XIX
Domingo del Tiempo Ordinario, Ciclo C
La
dicha de la fe por causa del Reino
Dichosos los creyentes en el Reino
En tres palabras podríamos resumir el mensaje bíblico de
este domingo: Dichosos, Reino, Fe. La dicha es el
estado de alegría permanente del creyente que confía en Dios. El Reino de Dios
es el núcleo fundamental del mensaje de Jesús, es el tema capital de su
predicación y de su actividad amorosa en favor de los hombres hasta su muerte
en la cruz que culmina en la resurrección. El Reino es la relación nueva e
irreversible de amor que, por medio de Cristo, Dios establece con los hombres.
Esa relación se vive de manera espléndida a través de la fe, que permite a los
creyentes acoger el Reinado de Dios en la persona de Jesús. La palabra hebrea
“Amén” resume esas tres realidades en un término intraducible. El “Amén”

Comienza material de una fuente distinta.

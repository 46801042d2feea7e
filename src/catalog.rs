use anyhow::{ensure, Context};
use serde::Deserialize;

use crate::models::{Criterion, Level, Rating, CRITERIA};

const CATALOG_JSON: &str = include_str!("../assets/catalog.json");

/// Which language a report renders in. Chosen by the derived level, not by
/// the teacher: A1/A2 students get Portuguese, everyone above gets English.
#[derive(Debug, Clone, Copy, PartialEq, Eq)]
pub enum LanguageVariant {
    Portuguese,
    English,
}

impl LanguageVariant {
    pub fn for_level(level: Level) -> Self {
        match level {
            Level::A1 | Level::A2 => LanguageVariant::Portuguese,
            Level::B1 | Level::B2OrHigher => LanguageVariant::English,
        }
    }
}

/// All report strings, both language variants. Deserialized once at startup
/// from the embedded asset; a structurally incomplete catalog fails the load.
#[derive(Debug, Deserialize)]
pub struct Catalog {
    pt: VariantStrings,
    en: VariantStrings,
}

#[derive(Debug, Deserialize)]
pub struct VariantStrings {
    pub title: String,
    pub labels: IdentityLabels,
    pub headings: SectionHeadings,
    pub recommendations: String,
    feedback: FeedbackTable,
}

/// Labels for the identity block at the top of the report.
#[derive(Debug, Deserialize)]
pub struct IdentityLabels {
    pub student_name: String,
    pub student_email: String,
    pub date: String,
    pub level: String,
}

#[derive(Debug, Deserialize)]
pub struct SectionHeadings {
    pub feedback: String,
    pub comment: String,
    pub recommendations: String,
}

#[derive(Debug, Deserialize)]
struct FeedbackTable {
    #[serde(rename = "Vocabulary")]
    vocabulary: FeedbackScale,
    #[serde(rename = "Fluency")]
    fluency: FeedbackScale,
    #[serde(rename = "Accuracy")]
    accuracy: FeedbackScale,
    #[serde(rename = "Pronunciation")]
    pronunciation: FeedbackScale,
    #[serde(rename = "Communication")]
    communication: FeedbackScale,
}

#[derive(Debug, Deserialize)]
struct FeedbackScale {
    #[serde(rename = "R")]
    restricted: String,
    #[serde(rename = "S")]
    satisfactory: String,
    #[serde(rename = "A")]
    advanced: String,
}

impl Catalog {
    /// Loads and validates the embedded catalog. Any missing or empty entry
    /// is a configuration error and aborts startup.
    pub fn load() -> anyhow::Result<Self> {
        let catalog: Catalog =
            serde_json::from_str(CATALOG_JSON).context("failed to parse embedded catalog")?;
        catalog.validate()?;
        Ok(catalog)
    }

    pub fn variant(&self, variant: LanguageVariant) -> &VariantStrings {
        match variant {
            LanguageVariant::Portuguese => &self.pt,
            LanguageVariant::English => &self.en,
        }
    }

    pub fn feedback(&self, variant: LanguageVariant, criterion: Criterion, rating: Rating) -> &str {
        self.variant(variant).feedback(criterion, rating)
    }

    fn validate(&self) -> anyhow::Result<()> {
        for (name, strings) in [("pt", &self.pt), ("en", &self.en)] {
            ensure!(!strings.title.trim().is_empty(), "catalog {name}: empty title");
            ensure!(
                !strings.recommendations.trim().is_empty(),
                "catalog {name}: empty recommendations"
            );
            for criterion in CRITERIA {
                for rating in Rating::SCALE {
                    ensure!(
                        !strings.feedback(criterion, rating).trim().is_empty(),
                        "catalog {name}: empty feedback for {criterion} / {rating}"
                    );
                }
            }
        }
        Ok(())
    }
}

impl VariantStrings {
    pub fn feedback(&self, criterion: Criterion, rating: Rating) -> &str {
        let scale = match criterion {
            Criterion::Vocabulary => &self.feedback.vocabulary,
            Criterion::Fluency => &self.feedback.fluency,
            Criterion::Accuracy => &self.feedback.accuracy,
            Criterion::Pronunciation => &self.feedback.pronunciation,
            Criterion::Communication => &self.feedback.communication,
        };
        match rating {
            Rating::Restricted => &scale.restricted,
            Rating::Satisfactory => &scale.satisfactory,
            Rating::Advanced => &scale.advanced,
        }
    }
}
use std::path::PathBuf;

use anyhow::Context;
use chrono::Local;
use clap::{Parser, Subcommand};
use tracing_subscriber::EnvFilter;

mod catalog;
mod models;
mod report;
mod rubric;
mod store;

use catalog::{Catalog, LanguageVariant};
use models::{Assessment, AssessmentRecord, Rating, Ratings, CRITERIA, DATE_FORMAT};
use store::RecordStore;

#[derive(Parser)]
#[command(name = "oral-assessment")]
#[command(about = "Oral assessment scoring and reporting for FluencyPass teachers", long_about = None)]
struct Cli {
    #[command(subcommand)]
    command: Commands,
}

#[derive(Subcommand)]
enum Commands {
    /// Score a new oral test, record it and produce the PDF report
    Assess {
        /// Teacher email owning the assessment
        #[arg(long)]
        teacher: String,
        #[arg(long)]
        student_name: String,
        #[arg(long)]
        student_email: String,
        /// Vocabulary rating: R, S or A
        #[arg(long)]
        vocabulary: Rating,
        /// Fluency rating: R, S or A
        #[arg(long)]
        fluency: Rating,
        /// Accuracy rating: R, S or A
        #[arg(long)]
        accuracy: Rating,
        /// Pronunciation rating: R, S or A
        #[arg(long)]
        pronunciation: Rating,
        /// Communication rating: R, S or A
        #[arg(long)]
        communication: Rating,
        /// Free-text comment included verbatim on the report
        #[arg(long, default_value = "")]
        comment: String,
        #[arg(long, default_value = "avaliacoes.csv")]
        store: PathBuf,
        /// Branding image embedded at the top of the report when present
        #[arg(long, default_value = "logo.png")]
        logo: PathBuf,
        /// Directory the PDF report is written into
        #[arg(long, default_value = ".")]
        out_dir: PathBuf,
    },
    /// List assessments recorded by a teacher
    History {
        #[arg(long)]
        teacher: String,
        /// Case-insensitive substring filter on the student email
        #[arg(long, default_value = "")]
        student: String,
        #[arg(long, default_value = "avaliacoes.csv")]
        store: PathBuf,
    },
}

fn main() -> anyhow::Result<()> {
    tracing_subscriber::fmt()
        .with_env_filter(
            EnvFilter::try_from_default_env().unwrap_or_else(|_| EnvFilter::new("warn")),
        )
        .with_writer(std::io::stderr)
        .init();

    let cli = Cli::parse();
    let catalog = Catalog::load()?;

    match cli.command {
        Commands::Assess {
            teacher,
            student_name,
            student_email,
            vocabulary,
            fluency,
            accuracy,
            pronunciation,
            communication,
            comment,
            store,
            logo,
            out_dir,
        } => {
            if student_name.trim().is_empty() || student_email.trim().is_empty() {
                anyhow::bail!("Please fill out all fields.");
            }

            let assessment = Assessment {
                teacher_email: teacher,
                student_name,
                student_email,
                taken_at: Local::now().naive_local(),
                ratings: Ratings {
                    vocabulary,
                    fluency,
                    accuracy,
                    pronunciation,
                    communication,
                },
                comment,
            };

            let total = rubric::total_score(&assessment.ratings);
            let level = rubric::classify_level(total);
            let date = assessment.taken_at.format(DATE_FORMAT).to_string();

            let pdf = report::render_report(
                &catalog,
                &assessment.student_name,
                &assessment.student_email,
                level,
                &date,
                &assessment.ratings,
                &assessment.comment,
                &logo,
            )?;

            let record = AssessmentRecord {
                teacher_email: assessment.teacher_email.clone(),
                student_name: assessment.student_name.clone(),
                student_email: assessment.student_email.clone(),
                date,
                vocabulary: assessment.ratings.vocabulary,
                fluency: assessment.ratings.fluency,
                accuracy: assessment.ratings.accuracy,
                pronunciation: assessment.ratings.pronunciation,
                communication: assessment.ratings.communication,
                total,
                level,
                comment: assessment.comment.clone(),
            };
            RecordStore::new(store).append(&record)?;

            let out_path = out_dir.join(report::report_file_name(&assessment.student_name));
            std::fs::write(&out_path, &pdf)
                .with_context(|| format!("failed to write {}", out_path.display()))?;

            println!("Estimated Level: {level}");
            // The on-screen summary is always English; only the PDF follows
            // the level.
            for criterion in CRITERIA {
                let rating = assessment.ratings.get(criterion);
                println!(
                    "- {}: {}",
                    criterion,
                    catalog.feedback(LanguageVariant::English, criterion, rating)
                );
            }
            println!("Report written to {}.", out_path.display());
        }
        Commands::History {
            teacher,
            student,
            store,
        } => {
            let store = RecordStore::new(store);
            if !store.exists() {
                println!("No records available yet.");
                return Ok(());
            }

            let rows = store.query_by_owner(&teacher, &student)?;
            if rows.is_empty() {
                println!("No assessments found for the given filters.");
                return Ok(());
            }

            println!("Assessments recorded by {teacher}:");
            for row in &rows {
                let mut line = format!(
                    "- {} ({}) on {}: V:{} F:{} A:{} P:{} C:{} total {} level {}",
                    row.student_name,
                    row.student_email,
                    row.date,
                    row.vocabulary,
                    row.fluency,
                    row.accuracy,
                    row.pronunciation,
                    row.communication,
                    row.total,
                    row.level
                );
                if !row.comment.is_empty() {
                    line.push_str(&format!(" | {}", row.comment));
                }
                println!("{line}");
            }
        }
    }

    Ok(())
}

expresa la fe personal, activa y firme de quien, con convicción, libertad y alegría
(la parresía bíblica,
a la que tantas veces nos llama el Papa Francisco) responde ante el Dios
sorprendente, que interviene en la historia mostrando siempre su eterna
misericordia.
El Reino es un don gratuito de Dios
En ningún lugar evangélico se nos da una definición del
Reino, de manera que no podemos decir en qué consiste el Reino. Sin embargo del
conjunto de la predicación de Jesús podemos deducir que se trata de una
realidad viva y dinámica, en continuo crecimiento, a veces imperceptible, pero
no por eso menos real. El Reino es la realidad teológica más destacada por
Jesús en el Evangelio y se puede decir que se refiere a Dios mismo visto desde
la dimensión de su amor que se manifiesta y se enseñorea de la vida de los
seres humanos hasta conducirlos a una nueva vida. Ese Reino es de Dios y por
eso no depende de los hombres. El Reino, por ser de Dios, viene dado por Dios a
los hombres. Nosotros los hombres ni lo construimos ni podemos construirlo. Por
eso es sobre todo un don gratuito de Dios. Esto no significa que ni mucho menos
que permanezcamos pasivos ante el Reino.
“El Padre ha decidido darles el Reino”
Nosotros podemos invocar su venida, como hacemos en el
Padrenuestro y podemos buscarlo con ahínco, pero sobre todo debemos
acogerlo porque el Padre ha tenido a bien dárnoslo. El evangelio de este
domingo lo expresa con palabras de ternura y en la fórmula de un oráculo
profético de salvación: “No temas, mi pequeño rebaño, porque el Padre de
ustedes ha decidido darles el Reino” (Lc 12,32-48).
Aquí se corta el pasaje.